HSL is more intuitive for designers because it separates color into human-understandable components: hue (which color), saturation (how vivid), and lightness (how bright). This makes it easy to create color variations - you can lighten a color by increasing lightness, or create a pastel by reducing saturation, without complex RGB calculations.

How do I create a darker or lighter version of an HSL color?

To create a darker version, decrease the lightness value (L) while keeping hue (H) and saturation (S) the same. For a lighter version, increase the lightness. For example, hsl(200, 100%, 50%) is a vivid blue; hsl(200, 100%, 30%) is darker and hsl(200, 100%, 70%) is lighter. Lightness of 0% is always black and 100% is always white.

What is the difference between HSL and HSB/HSV?

HSL (Hue, Saturation, Lightness) and HSB/HSV (Hue, Saturation, Brightness/Value) are similar but calculate saturation and brightness differently. In HSL, a lightness of 50% gives the pure color, while in HSB, a brightness of 100% does. HSL is used in CSS, while HSB is common in design tools like Photoshop. They can produce different results for the same numeric values.

How do I convert HSL to RGB or hex color codes?

HSL to RGB conversion involves a mathematical formula based on the hue sector (0-360° divided into six 60° segments) and calculating RGB values from saturation and lightness. In JavaScript, you can use CSS directly (browsers convert automatically) or libraries like color.js. Most design tools and online converters can also perform this conversion instantly.

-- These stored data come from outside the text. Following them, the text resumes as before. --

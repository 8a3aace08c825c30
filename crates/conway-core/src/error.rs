use std::path::PathBuf;

/// Errors that can occur across Conway.
///
/// Library crates use this type directly; the binary crate converts to
/// `miette` diagnostics at the boundary.
///
/// # Examples
///
/// ```
/// use conway_core::ConwayError;
///
/// let err = ConwayError::InvalidInput("empty author".into());
/// assert!(err.to_string().contains("empty author"));
/// ```
#[derive(Debug, thiserror::Error)]
pub enum ConwayError {
    /// Filesystem I/O failure.
    #[error("IO error: {0}")]
    Io(#[from] std::io::Error),

    /// Invalid or missing configuration.
    #[error("configuration error: {0}")]
    Config(String),

    /// Input rejected at the boundary (malformed efforts or change rows).
    #[error("invalid input: {0}")]
    InvalidInput(String),

    /// JSON serialization / deserialization failure.
    #[error("serialization error: {0}")]
    Serialization(#[from] serde_json::Error),

    /// TOML deserialization failure.
    #[error("TOML parse error: {0}")]
    Toml(#[from] toml::de::Error),

    /// A required file was not found.
    #[error("file not found: {}", .0.display())]
    FileNotFound(PathBuf),
}
//! SQLite bootstrap and schema migration entry points.
//!
//! # Responsibility
//! - Open and configure the connections handed to the repository layer.
//! - Apply schema migrations in deterministic order.
//!
//! # Invariants
//! - The applied migration version is tracked via `PRAGMA user_version`.
//! - Repository code must not touch parcel data before migrations succeed.

use std::error::Error;
use std::fmt::{Display, Formatter};

pub mod migrations;
mod open;

pub use open::{open_db, open_db_in_memory};

pub type DbResult<T> = Result<T, DbError>;

/// Connection bootstrap and migration failures.
#[derive(Debug)]
pub enum DbError {
    Sqlite(rusqlite::Error),
    UnsupportedSchemaVersion {
        db_version: u32,
        latest_supported: u32,
    },
}

impl Display for DbError {
    fn fmt(&self, f: &mut Formatter<'_>) -> std::fmt::Result {
        match self {
            Self::Sqlite(err) => write!(f, "{err}"),
            Self::UnsupportedSchemaVersion {
                db_version,
                latest_supported,
            } => write!(
                f,
                "database schema version {db_version} is newer than supported version {latest_supported}"
            ),
        }
    }
}

impl Error for DbError {
    fn source(&self) -> Option<&(dyn Error + 'static)> {
        match self {
            Self::Sqlite(err) => Some(err),
            Self::UnsupportedSchemaVersion { .. } => None,
        }
    }
}

impl From<rusqlite::Error> for DbError {
    fn from(value: rusqlite::Error) -> Self {
        Self::Sqlite(value)
    }
}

What is HSLA and when should I use it?

HSLA adds an alpha channel to HSL for transparency control. The syntax is hsla(hue, saturation%, lightness%, alpha) where alpha ranges from 0 (fully transparent) to 1 (fully opaque). Use HSLA when you need semi-transparent colors, such as overlays, shadows, or glass effects. Modern CSS also accepts hsl() with an optional alpha parameter: hsl(200 100% 50% / 0.5).